10 janvier 2006

Les matins difficiles

Le réveille-matin et moi, nous éprouvons un différend qui ne peut pas s’atténuer. Le dialogue est devenu pénible, irréconciliable. Au début, nous avons fait certains efforts. Maintes fois, je l’ai laissé ruminer ignoblement. Mais ensuite, j’ai dû lui faire comprendre qu’il se méprenait totalement sur le sens de notre relation s’il croyait qu’il lui suffisait de crier pour que j’obtempère aussitôt. Peu à peu, je le crains, la mauvaise foi s’est installée…

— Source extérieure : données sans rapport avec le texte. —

// /////////////////////////////////////////////////////////////////////////////
// HSM Pipeline
// Copyright (c) 2025 Michael Gardner, A Bit of Help, Inc.
// SPDX-License-Identifier: BSD-3-Clause
// See LICENSE file in the project root.
// /////////////////////////////////////////////////////////////////////////////

//! # STAGE_JOURNAL_ACK and STAGE_SCAN_SWEEP
//!
//! The two terminal stages. Acknowledgement notifies the journal reader
//! that a record is committed; the scheduler guarantees callbacks fire in
//! strictly increasing record-index order. The sweep runs once per
//! completed scan and reclaims every row the scan did not touch.

use tracing::{debug, error, trace};

use hsm_pipeline_domain::{CatalogFilter, Operation, PipelineError, LAST_SCAN_VAR};

use super::{now_secs, StageContext, StageOutcome};

/// Invokes the journal reader's acknowledgement callback and releases the
/// operation.
pub(super) async fn journal_ack(
    op: &mut Operation,
    _ctx: &StageContext,
) -> Result<StageOutcome, PipelineError> {
    if let Some(rec) = op.record() {
        trace!(index = rec.index, entry = ?op.entry_id(), "committing journal record");
    }

    if let Some(callback) = op.take_callback() {
        callback();
    }

    Ok(StageOutcome::Drop)
}

/// Mass-removes entries absent from the scan that just completed and
/// records the scan time.
///
/// The sweep operation carries the scan start time in `md_update`; every
/// row whose metadata was last refreshed before it was not seen by the
/// scan and is removed. The whole step runs in forced-commit mode so the
/// reclaim is durable before the scanner is notified.
pub(super) async fn scan_sweep(
    op: &mut Operation,
    ctx: &StageContext,
) -> Result<StageOutcome, PipelineError> {
    let Some(scan_start) = op.attrs().md_update() else {
        return Err(PipelineError::invalid_operation(
            "scan start time is expected to be set at STAGE_SCAN_SWEEP",
        ));
    };

    if let Err(err) = ctx.catalog.force_commit(true).await {
        error!(error = %err, "cannot enable forced-commit mode");
    }

    match ctx
        .catalog
        .mass_remove(&CatalogFilter::MdUpdateBefore(scan_start))
        .await
    {
        Ok(removed) => {
            debug!(removed, scan_start, "removed entries absent from the latest scan");
        }
        Err(err) => error!(error = %err, "catalog mass removal failed"),
    }

    let timestamp = now_secs().to_string();
    if let Err(err) = ctx.catalog.set_var(LAST_SCAN_VAR, &timestamp).await {
        error!(error = %err, "cannot record last scan time");
    }

    if let Err(err) = ctx.catalog.force_commit(false).await {
        error!(error = %err, "cannot disable forced-commit mode");
    }

    if let Some(callback) = op.take_callback() {
        callback();
    }

    Ok(StageOutcome::Drop)
}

Au début, je lui en tins rigueur. Je le négligeais même, parfois. Ça arrive dans les meilleures familles. Nous en avons parlé ensemble. Il me provoquait avec ses aiguilles qui arrivaient trop tôt sur certains chiffres fatidiques. Le matin, il me narguait, je le sentais bien. Je résistais à la tentation de le mutiler, de lui arracher la pile proéminente qui se détachait dans son dos, tel un talon d’Achille mal dissimulé. Il aurait été si facile de le déposséder de son énergie vitale! Pour le bien commun, je me retenais et me répétais combien il était vile de s’en prendre à plus petit que soit.

Notre relation ne pouvait plus continuer. Un jour, impunément, je l’ai remplacé par un plus gros, plus performant, plurifonctionnel et tout… J’attisai sa jalousie et envoyai finalement paître son mince attirail de plastique jaune, translucide, aux oubliettes des cadrans mal-aimés. Une nouvelle relation pouvait naître, sur de bonnes bases solides.

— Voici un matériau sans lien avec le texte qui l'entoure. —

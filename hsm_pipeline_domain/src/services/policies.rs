// /////////////////////////////////////////////////////////////////////////////
// HSM Pipeline
// Copyright (c) 2025 Michael Gardner, A Bit of Help, Inc.
// SPDX-License-Identifier: BSD-3-Clause
// See LICENSE file in the project root.
// /////////////////////////////////////////////////////////////////////////////

//! # Policy Types
//!
//! [`RefreshPolicy`] decides when cached metadata or paths are stale
//! enough to re-fetch from the filesystem; the catalog-lookup stage
//! evaluates it when planning fetches for known entries. [`UnlinkPolicy`]
//! controls how UNLINK records with the last-reference bit are applied.
//! [`PolicyMatcher`] is the port to the purge/migration class engine.

use serde::{Deserialize, Serialize};

use crate::entities::{AttrMask, EntryAttributes, EntryId};

/// Freshness policy for catalog-cached metadata and paths.
#[derive(Debug, Clone, Copy, PartialEq, Eq, Serialize, Deserialize, Default)]
#[serde(rename_all = "snake_case", tag = "mode")]
pub enum RefreshPolicy {
    /// Never re-fetch; rely on events only for the fields they carry.
    Never,
    /// Re-fetch on every event.
    Always,
    /// Re-fetch only when the event class implies a change.
    #[default]
    OnEvent,
    /// Re-fetch when the cached value is older than `period_secs`.
    Periodic { period_secs: u64 },
}

impl RefreshPolicy {
    /// Evaluates the policy against the cached value's timestamp.
    ///
    /// Returns `(refresh_needed, event_updates_allowed)`:
    /// `refresh_needed` forces a fetch now; `event_updates_allowed` lets
    /// record classes that imply a change (truncate, attribute-set, HSM,
    /// time updates, renames) force one.
    pub fn evaluate(&self, last_update: Option<i64>, now: i64) -> (bool, bool) {
        match self {
            RefreshPolicy::Never => (false, false),
            RefreshPolicy::Always => (true, true),
            RefreshPolicy::OnEvent => (false, true),
            RefreshPolicy::Periodic { period_secs } => match last_update {
                None => (true, true),
                Some(t) => (now.saturating_sub(t) >= *period_secs as i64, true),
            },
        }
    }
}

/// How UNLINK records with the last-reference bit are applied.
#[derive(Debug, Clone, Serialize, Deserialize)]
#[serde(default)]
pub struct UnlinkPolicy {
    /// When true, removed files still need HSM-side cleanup: the row moves
    /// to the deferred-removal queue instead of being deleted.
    pub hsm_remove: bool,
    /// Grace delay before the deferred-removal worker may clean a removed
    /// entry's backend copy.
    pub deferred_remove_delay_secs: u64,
}

impl Default for UnlinkPolicy {
    fn default() -> Self {
        Self {
            hsm_remove: true,
            deferred_remove_delay_secs: 86_400,
        }
    }
}

/// Port to the purge/migration class engine. The matcher evaluates its
/// class predicates against the attribute set and records the resulting
/// class names (and their update stamps) back into it.
pub trait PolicyMatcher: Send + Sync {
    /// Attributes the class predicates read; the catalog-lookup stage
    /// includes them in its fetch mask.
    fn attr_mask(&self) -> AttrMask;

    /// Evaluates the class predicates for `id`, writing the matched class
    /// fields into `attrs`. `force_update` re-evaluates even when the
    /// cached classes are fresh.
    fn check_policies(&self, id: &EntryId, attrs: &mut EntryAttributes, force_update: bool);
}

#[cfg(test)]
mod tests {
    use super::*;

    #[test]
    fn test_never_policy_blocks_event_updates() {
        assert_eq!(RefreshPolicy::Never.evaluate(Some(0), 1000), (false, false));
    }

    #[test]
    fn test_periodic_policy_elapses() {
        let policy = RefreshPolicy::Periodic { period_secs: 60 };
        assert_eq!(policy.evaluate(None, 1000), (true, true));
        assert_eq!(policy.evaluate(Some(990), 1000), (false, true));
        assert_eq!(policy.evaluate(Some(900), 1000), (true, true));
    }

    #[test]
    fn test_on_event_policy_defers_to_events() {
        assert_eq!(
            RefreshPolicy::OnEvent.evaluate(Some(0), i64::MAX),
            (false, true)
        );
    }
}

Néanmoins, je refusai de le laisser siffloter doucement au réveil. C’était le cri guttural, la manière forte qu’il me fallait! Lorsque ma blonde et moi emménageâmes ensemble, elle prit soin de souligner que, pour les matins où les horaires coïncidaient, elle serait responsable du réveil, elle qui (à l’aide de son cadran à elle) maîtrisait avec doigté l’art du lever au petit jour, et qui abhorrait la rustre charge émotive de mon radio.

Les horaires s’étant stabilisés, j’ai redéfini mon appréciation du sommeil matinal, ma vision du déjeuner rapide, puis j’ai de nouveau eu recours au réveille-matin. Le cri guttural fit lentement place au bourdonnement d’une radio aux ondes plus ou moins claires.

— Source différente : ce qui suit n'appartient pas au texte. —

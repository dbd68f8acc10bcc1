// /////////////////////////////////////////////////////////////////////////////
// HSM Pipeline
// Copyright (c) 2025 Michael Gardner, A Bit of Help, Inc.
// SPDX-License-Identifier: BSD-3-Clause
// See LICENSE file in the project root.
// /////////////////////////////////////////////////////////////////////////////

use thiserror::Error;

/// Domain-specific errors for the entry-processing pipeline.
///
/// Each variant carries a descriptive message. Variants are grouped by the
/// subsystem that raises them so callers can handle them systematically;
/// `category()` exposes the grouping for logging and metrics labels.
#[derive(Error, Debug, Clone)]
pub enum PipelineError {
    #[error("Invalid operation: {0}")]
    InvalidOperation(String),

    #[error("Invalid configuration: {0}")]
    InvalidConfiguration(String),

    #[error("Database error: {0}")]
    DatabaseError(String),

    #[error("Probe failed: {0}")]
    ProbeFailed(String),

    #[error("Pipeline is shutting down")]
    ShuttingDown,

    #[error("Metrics error: {0}")]
    MetricsError(String),

    #[error("Internal error: {0}")]
    InternalError(String),
}

impl PipelineError {
    /// Creates a new invalid-operation error
    pub fn invalid_operation(msg: impl Into<String>) -> Self {
        Self::InvalidOperation(msg.into())
    }

    /// Creates a new configuration error
    pub fn invalid_config(msg: impl Into<String>) -> Self {
        Self::InvalidConfiguration(msg.into())
    }

    /// Creates a new database error
    pub fn database_error(msg: impl Into<String>) -> Self {
        Self::DatabaseError(msg.into())
    }

    /// Creates a new probe error
    pub fn probe_failed(msg: impl Into<String>) -> Self {
        Self::ProbeFailed(msg.into())
    }

    /// Creates a new metrics error
    pub fn metrics_error(msg: impl Into<String>) -> Self {
        Self::MetricsError(msg.into())
    }

    /// Creates a new internal error
    pub fn internal_error(msg: impl Into<String>) -> Self {
        Self::InternalError(msg.into())
    }

    /// Gets the error category
    pub fn category(&self) -> &'static str {
        match self {
            PipelineError::InvalidOperation(_) => "operation",
            PipelineError::InvalidConfiguration(_) => "configuration",
            PipelineError::DatabaseError(_) => "database",
            PipelineError::ProbeFailed(_) => "probe",
            PipelineError::ShuttingDown => "shutdown",
            PipelineError::MetricsError(_) => "metrics",
            PipelineError::InternalError(_) => "internal",
        }
    }
}

impl From<std::io::Error> for PipelineError {
    fn from(err: std::io::Error) -> Self {
        PipelineError::InternalError(err.to_string())
    }
}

Hier soir, c’était la fin d’une époque. J’ai cédé : j’allais opter pour le CD. Or, la tâche est ingrate; elle ne peut être confiée à n’importe qui. Quel disque pourrait convenir, sans que ne lui soient associées les représailles de ma mémoire pour ces dérangements matinaux malaisés, mais obligatoires? J’ai cherché rapidement, à la dernière minute. J’ai ouvert un boîtier des Beatles, mais les disques avaient pris la fuite, avec tant d’autres, dans un étui que le froid séparait de moi. Le choix était donc limité. Sur le bureau, j’en pris un au hasard, acheté sans trop de discernement, et le mis dans le gosier du réveil. Je ne poussai même pas la curiosité jusqu’à regarder le titre de la première piste, trouble-fête à venir…

Ce matin, à l’heure convenue, tonitrua la première piste de l’album : « Shut up! »

Incroyable, c’était justement la pensée qui me traversait l’esprit, exaspérant mais nécessaire réveille-matin...

4 commentaires:

Mamathilde a dit...

Pffffff, les gens se moquent de moi parce que j'ai une relation très particulière avec mon hibiscus, que j'appelle Roger, que je fais parler et qui me prend pour sa mère. C'est rien comparativement à ta relation avec ce cadran!

François a dit...

Eh bien... c'est plutôt réjouissant!
Je suis moi-même le père adoptif d'Henri (2e du nom), une plante verte. Probablement par orgueil, il essaie de le nier et déteste lorsqu'on l'affirme; pourtant, il s'agit bel et bien d'une plante verte.
Mais un hibiscus appelé Roger, ça doit être fascinant...

Mamathilde a dit...

Sans doute, si ça t'intéresse, tu peux aller lire les "Chroniques dans un pot de fleurs" qui sont dans la colone de droite sur mon blogue. Commence par "Roger au mois de mai" et remonte

François a dit...

C'est intéressant, en effet!
Hum... Ton hibiscus, c'est "Roger" Maria Rilke?